A spokesperson for Anthropic said it was pleased to welcome Sunak.
“He was among the first global leaders to recognize AI’s transformative potential, establishing the world’s first AI Safety Institute and convening the inaugural AI Safety Summit at Bletchley Park,” they said. “His experience will provide valuable strategic perspective as we work to ensure AI benefits humanity. This internally-focused, part-time advisory role fully complies with the conditions of Acoba, and Mr Sunak is donating his entire compensation to the Richmond Project charity.”
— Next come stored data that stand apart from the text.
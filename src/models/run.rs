use crate::state_machine::RunState;
use chrono::{DateTime, Utc};
use serde::{Deserialize, Serialize};
use uuid::Uuid;

/// One execution pass of an integration
#[derive(Debug, Clone, PartialEq, Serialize, Deserialize)]
pub struct IntegrationRun {
    pub id: Uuid,
    pub tenant_id: Uuid,
    pub integration_id: Uuid,
    pub state: RunState,
    pub onboarding: bool,
    pub delayed_until: Option<DateTime<Utc>>,
    pub error: Option<serde_json::Value>,
    /// Heartbeat, touched on every stream invocation
    pub updated_at: DateTime<Utc>,
}

impl IntegrationRun {
    pub fn is_delayed(&self) -> bool {
        self.state == RunState::Delayed
    }
}
//! # Stream Maintenance
//!
//! Sweeps that put work back on the queues:
//!
//! - [`StreamMaintenance::check_streams`] resets DELAYED streams and data
//!   units whose delay has passed and re-emits them.
//! - [`StreamMaintenance::continue_processing_run_streams`] re-emits every
//!   PENDING stream and data unit of a run. Data units reset by a rate limit,
//!   or skipped while the run was delayed, are picked up here.
//! - [`StreamMaintenance::reconcile_stale_streams`] and
//!   [`StreamMaintenance::reconcile_stale_data`] reset units left in
//!   PROCESSING by a crashed worker.
//!
//! A unit that fails to reset (typically because another worker moved it) is
//! logged and skipped. A page with no successful reset ends the sweep.

use super::services::WorkerServices;
use crate::constants::system;
use crate::error::Result;
use crate::models::{ProcessableData, ProcessableStream, StreamScope};
use chrono::Utc;
use serde::Serialize;
use tracing::{info, instrument, warn};
use uuid::Uuid;

#[derive(Debug, Clone, Copy, Default, PartialEq, Eq, Serialize)]
pub struct MaintenanceReport {
    pub streams_reset: usize,
    pub data_reset: usize,
    pub stale_streams_reset: usize,
    pub stale_data_reset: usize,
}

#[derive(Debug)]
pub struct StreamMaintenance {
    services: WorkerServices,
}

impl StreamMaintenance {
    pub fn new(services: WorkerServices) -> Self {
        Self { services }
    }

    fn batch_size(&self) -> i64 {
        self.services.config.delayed_stream_batch_size.max(1)
    }

    /// Reset and re-emit delayed streams and data units that are due
    #[instrument(skip(self))]
    pub async fn check_streams(&self) -> Result<MaintenanceReport> {
        let batch_size = self.batch_size();
        let mut report = MaintenanceReport::default();

        loop {
            let page = self
                .services
                .store
                .get_ready_delayed_streams(Utc::now(), batch_size)
                .await?;
            let mut reset = 0;
            for stream in &page {
                match self.reset_stream(stream).await {
                    Ok(()) => reset += 1,
                    Err(err) => warn!(stream_id = %stream.id, error = %err, "Failed to reset delayed stream"),
                }
            }
            report.streams_reset += reset;
            if reset == 0 || (page.len() as i64) < batch_size {
                break;
            }
        }

        loop {
            let page = self
                .services
                .store
                .get_ready_delayed_data(Utc::now(), batch_size)
                .await?;
            let mut reset = 0;
            for unit in &page {
                match self.reset_data(unit).await {
                    Ok(()) => reset += 1,
                    Err(err) => warn!(data_id = %unit.id, error = %err, "Failed to reset delayed data unit"),
                }
            }
            report.data_reset += reset;
            if reset == 0 || (page.len() as i64) < batch_size {
                break;
            }
        }

        info!(
            streams_reset = report.streams_reset,
            data_reset = report.data_reset,
            "Delayed units reset"
        );
        Ok(report)
    }

    /// Re-emit every PENDING stream and data unit of `run_id`; returns how
    /// many were emitted
    #[instrument(skip(self), fields(run_id = %run_id))]
    pub async fn continue_processing_run_streams(&self, run_id: Uuid) -> Result<usize> {
        let streams = self.continue_run_streams(run_id).await?;
        let data = self.continue_run_data(run_id).await?;

        info!(streams, data, "Pending run units re-emitted");
        Ok(streams + data)
    }

    async fn continue_run_streams(&self, run_id: Uuid) -> Result<usize> {
        let page_size = system::CONTINUE_RUN_STREAMS_PAGE_SIZE;
        let mut after = None;
        let mut emitted = 0;

        loop {
            let page = self
                .services
                .store
                .get_pending_run_streams(run_id, after, page_size)
                .await?;

            for stream in &page {
                self.emit_stream(stream).await?;
                emitted += 1;
            }

            match page.last() {
                Some(last) if page.len() as i64 == page_size => after = Some(last.id),
                _ => break,
            }
        }

        Ok(emitted)
    }

    async fn continue_run_data(&self, run_id: Uuid) -> Result<usize> {
        let page_size = system::CONTINUE_RUN_DATA_PAGE_SIZE;
        let mut after = None;
        let mut emitted = 0;

        loop {
            let page = self
                .services
                .store
                .get_pending_run_data(run_id, after, page_size)
                .await?;

            for unit in &page {
                self.emit_data(unit).await?;
                emitted += 1;
            }

            match page.last() {
                Some(last) if page.len() as i64 == page_size => after = Some(last.id),
                _ => break,
            }
        }

        Ok(emitted)
    }

    /// Reset PROCESSING streams older than the processing timeout
    #[instrument(skip(self))]
    pub async fn reconcile_stale_streams(&self) -> Result<usize> {
        let batch_size = self.batch_size();
        let older_than = Utc::now() - self.services.config.processing_timeout();
        let mut total = 0;

        loop {
            let page = self
                .services
                .store
                .get_stale_processing_streams(older_than, batch_size)
                .await?;
            let mut reset = 0;
            for stream in &page {
                match self.reset_stream(stream).await {
                    Ok(()) => reset += 1,
                    Err(err) => warn!(stream_id = %stream.id, error = %err, "Failed to reset stale stream"),
                }
            }
            total += reset;
            if reset == 0 || (page.len() as i64) < batch_size {
                break;
            }
        }

        if total > 0 {
            warn!(reset = total, "Reset streams abandoned in PROCESSING");
        }
        Ok(total)
    }

    /// Reset PROCESSING data units older than the processing timeout
    #[instrument(skip(self))]
    pub async fn reconcile_stale_data(&self) -> Result<usize> {
        let batch_size = self.batch_size();
        let older_than = Utc::now() - self.services.config.processing_timeout();
        let mut total = 0;

        loop {
            let page = self
                .services
                .store
                .get_stale_processing_data(older_than, batch_size)
                .await?;
            let mut reset = 0;
            for unit in &page {
                match self.reset_data(unit).await {
                    Ok(()) => reset += 1,
                    Err(err) => warn!(data_id = %unit.id, error = %err, "Failed to reset stale data unit"),
                }
            }
            total += reset;
            if reset == 0 || (page.len() as i64) < batch_size {
                break;
            }
        }

        if total > 0 {
            warn!(reset = total, "Reset data units abandoned in PROCESSING");
        }
        Ok(total)
    }

    async fn reset_stream(&self, stream: &ProcessableStream) -> Result<()> {
        self.services.store.reset_stream(stream.id).await?;
        self.emit_stream(stream).await
    }

    async fn emit_stream(&self, stream: &ProcessableStream) -> Result<()> {
        let emitter = &self.services.stream_emitter;
        match stream.scope {
            StreamScope::Run { .. } => {
                emitter
                    .trigger_stream_processing(
                        stream.tenant_id,
                        &stream.platform,
                        stream.id,
                        stream.onboarding.unwrap_or(false),
                    )
                    .await?
            }
            StreamScope::Webhook { webhook_id } => {
                emitter
                    .trigger_webhook_processing(stream.tenant_id, &stream.platform, webhook_id)
                    .await?
            }
        }
        Ok(())
    }

    async fn reset_data(&self, unit: &ProcessableData) -> Result<()> {
        self.services.store.reset_data(unit.id).await?;
        self.emit_data(unit).await
    }

    async fn emit_data(&self, unit: &ProcessableData) -> Result<()> {
        self.services
            .data_emitter
            .trigger_data_processing(unit.tenant_id, &unit.platform, unit.id)
            .await?;
        Ok(())
    }
}
//! Scripted platform processor: runs a fixed list of context calls, then
//! returns the scripted outcome.

use super::fixtures::PLATFORM;
use async_trait::async_trait;
use integration_stream::models::{ActivityData, ResultType};
use integration_stream::orchestration::{
    DataContext, PlatformProcessor, ProcessorError, StreamContext,
};
use parking_lot::Mutex;
use serde_json::Value;
use std::sync::atomic::{AtomicUsize, Ordering};
use std::sync::Arc;
use tokio::sync::Notify;

#[derive(Debug, Clone)]
pub enum Step {
    PublishData(Value),
    PublishStream(String, Option<Value>),
    PublishActivity(ActivityData),
    PublishCustom(Value, ResultType),
    UpdateSettings(Value),
    UpdateToken(String),
    UpdateRefreshToken(String),
    CacheSet(String, String),
    IntegrationCacheSet(String, String),
    GlobalCacheSet(String, String),
    /// `(max_requests, window_seconds, counter_key)` against the shared limiter
    CheckRateLimit(u32, u64, String),
    ExtendLease(i32),
    Abort(String),
    AbortRun(String),
    Fail(String),
    RateLimit(i64),
    /// Park the invocation until the test calls `release`
    WaitForRelease,
}

#[derive(Default)]
pub struct ScriptedProcessor {
    stream_steps: Vec<Step>,
    data_steps: Vec<Step>,
    stream_calls: AtomicUsize,
    data_calls: AtomicUsize,
    /// Errors returned by context callbacks, in call order
    callback_errors: Mutex<Vec<String>>,
    gate: Notify,
}

impl ScriptedProcessor {
    pub fn new() -> Self {
        Self::default()
    }

    pub fn on_stream(mut self, steps: Vec<Step>) -> Self {
        self.stream_steps = steps;
        self
    }

    pub fn on_data(mut self, steps: Vec<Step>) -> Self {
        self.data_steps = steps;
        self
    }

    pub fn shared(self) -> Arc<Self> {
        Arc::new(self)
    }

    pub fn stream_calls(&self) -> usize {
        self.stream_calls.load(Ordering::SeqCst)
    }

    pub fn data_calls(&self) -> usize {
        self.data_calls.load(Ordering::SeqCst)
    }

    /// Let one parked invocation continue; a release before anyone waits is
    /// kept for the next waiter
    pub fn release(&self) {
        self.gate.notify_one();
    }

    /// Yield until the first stream or data invocation has started
    pub async fn wait_until_invoked(&self) {
        while self.stream_calls() + self.data_calls() == 0 {
            tokio::task::yield_now().await;
        }
    }

    pub fn callback_errors(&self) -> Vec<String> {
        self.callback_errors.lock().clone()
    }

    fn record<T>(&self, result: Result<T, ProcessorError>) -> Result<T, ProcessorError> {
        if let Err(err) = &result {
            self.callback_errors.lock().push(err.to_string());
        }
        result
    }
}

#[async_trait]
impl PlatformProcessor for ScriptedProcessor {
    fn platform(&self) -> &str {
        PLATFORM
    }

    async fn process_stream(&self, ctx: &StreamContext) -> Result<(), ProcessorError> {
        self.stream_calls.fetch_add(1, Ordering::SeqCst);

        for step in &self.stream_steps {
            match step {
                Step::PublishData(data) => {
                    self.record(ctx.publish_data(data.clone()).await)?;
                }
                Step::PublishStream(identifier, data) => {
                    self.record(ctx.publish_stream(identifier.clone(), data.clone()).await)?;
                }
                Step::UpdateSettings(settings) => {
                    self.record(ctx.update_integration_settings(settings).await)?;
                }
                Step::UpdateToken(token) => {
                    self.record(ctx.update_integration_token(token).await)?;
                }
                Step::UpdateRefreshToken(token) => {
                    self.record(ctx.update_integration_refresh_token(token).await)?;
                }
                Step::CacheSet(key, value) => {
                    ctx.cache().set(key, value).await?;
                }
                Step::IntegrationCacheSet(key, value) => {
                    ctx.integration_cache().set(key, value).await?;
                }
                Step::GlobalCacheSet(key, value) => {
                    ctx.global_cache().set(key, value).await?;
                }
                Step::CheckRateLimit(max_requests, window_seconds, counter_key) => {
                    ctx.get_rate_limiter(*max_requests, *window_seconds, counter_key)
                        .check_rate_limit()
                        .await?;
                }
                Step::ExtendLease(seconds) => {
                    self.record(ctx.set_message_visibility_timeout(*seconds).await)?;
                }
                Step::Abort(message) => {
                    self.record(ctx.abort_with_error(message, None, None).await)?;
                    return Ok(());
                }
                Step::AbortRun(message) => {
                    self.record(ctx.abort_run_with_error(message, None, None).await)?;
                    return Ok(());
                }
                Step::Fail(message) => return Err(ProcessorError::failed(message.clone())),
                Step::RateLimit(seconds) => return Err(ProcessorError::rate_limit(*seconds)),
                Step::WaitForRelease => self.gate.notified().await,
                Step::PublishActivity(_) | Step::PublishCustom(..) => {
                    panic!("result publishing is only available to the data stage")
                }
            }
        }
        Ok(())
    }

    async fn process_data(&self, ctx: &DataContext) -> Result<(), ProcessorError> {
        self.data_calls.fetch_add(1, Ordering::SeqCst);

        for step in &self.data_steps {
            match step {
                Step::PublishActivity(activity) => {
                    self.record(ctx.publish_activity(activity.clone()).await)?;
                }
                Step::PublishCustom(entity, result_type) => {
                    self.record(ctx.publish_custom(entity.clone(), result_type.clone()).await)?;
                }
                Step::PublishStream(identifier, data) => {
                    self.record(ctx.publish_stream(identifier.clone(), data.clone()).await)?;
                }
                Step::UpdateSettings(settings) => {
                    self.record(ctx.update_integration_settings(settings).await)?;
                }
                Step::UpdateToken(token) => {
                    self.record(ctx.update_integration_token(token).await)?;
                }
                Step::UpdateRefreshToken(token) => {
                    self.record(ctx.update_integration_refresh_token(token).await)?;
                }
                Step::CacheSet(key, value) => {
                    ctx.cache().set(key, value).await?;
                }
                Step::IntegrationCacheSet(key, value) => {
                    ctx.integration_cache().set(key, value).await?;
                }
                Step::GlobalCacheSet(key, value) => {
                    ctx.global_cache().set(key, value).await?;
                }
                Step::CheckRateLimit(max_requests, window_seconds, counter_key) => {
                    ctx.get_rate_limiter(*max_requests, *window_seconds, counter_key)
                        .check_rate_limit()
                        .await?;
                }
                Step::Abort(message) => {
                    self.record(ctx.abort_with_error(message, None, None).await)?;
                    return Ok(());
                }
                Step::AbortRun(message) => {
                    self.record(ctx.abort_run_with_error(message, None, None).await)?;
                    return Ok(());
                }
                Step::Fail(message) => return Err(ProcessorError::failed(message.clone())),
                Step::RateLimit(seconds) => return Err(ProcessorError::rate_limit(*seconds)),
                Step::WaitForRelease => self.gate.notified().await,
                Step::PublishData(_) | Step::ExtendLease(_) => {
                    panic!("only the stream stage publishes data and holds a lease")
                }
            }
        }
        Ok(())
    }
}

pub fn activity(source_id: &str) -> ActivityData {
    ActivityData {
        activity_type: "message".to_string(),
        timestamp: chrono::Utc::now(),
        source_id: source_id.to_string(),
        source_parent_id: None,
        channel: Some("general".to_string()),
        title: None,
        body: Some("hello".to_string()),
        url: None,
        member: serde_json::json!({"username": "ada"}),
        attributes: Value::Null,
    }
}
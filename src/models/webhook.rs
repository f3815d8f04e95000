use crate::state_machine::WebhookState;
use chrono::{DateTime, Utc};
use serde::{Deserialize, Serialize};
use uuid::Uuid;

/// Incoming platform webhook; processed through a webhook-scoped stream whose
/// identifier is the webhook id
#[derive(Debug, Clone, PartialEq, Serialize, Deserialize)]
pub struct IncomingWebhook {
    pub id: Uuid,
    pub tenant_id: Uuid,
    pub integration_id: Uuid,
    pub webhook_type: String,
    pub state: WebhookState,
    pub payload: serde_json::Value,
    pub error: Option<serde_json::Value>,
    pub created_at: DateTime<Utc>,
}
use thiserror::Error;

#[derive(Error, Debug)]
pub enum StateMachineError {
    #[error("Invalid state transition from {from:?} via {to}")]
    InvalidTransition { from: Option<String>, to: String },

    #[error("Invalid state in storage: {0}")]
    InvalidStoredState(String),
}

pub type StateMachineResult<T> = Result<T, StateMachineError>;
Sunak said he was “excited to help these two companies, as they address the big strategic questions about how to make tech work for our economies, our security and our society”.
“We stand on the edge of a technological revolution whose impacts will be as profound as those of the industrial revolution: and felt more quickly,” he said. “In my role as a senior adviser, I want to help these companies ensure that this shift delivers the improvements in all of our lives that it can.”
Microsoft was approached for comment.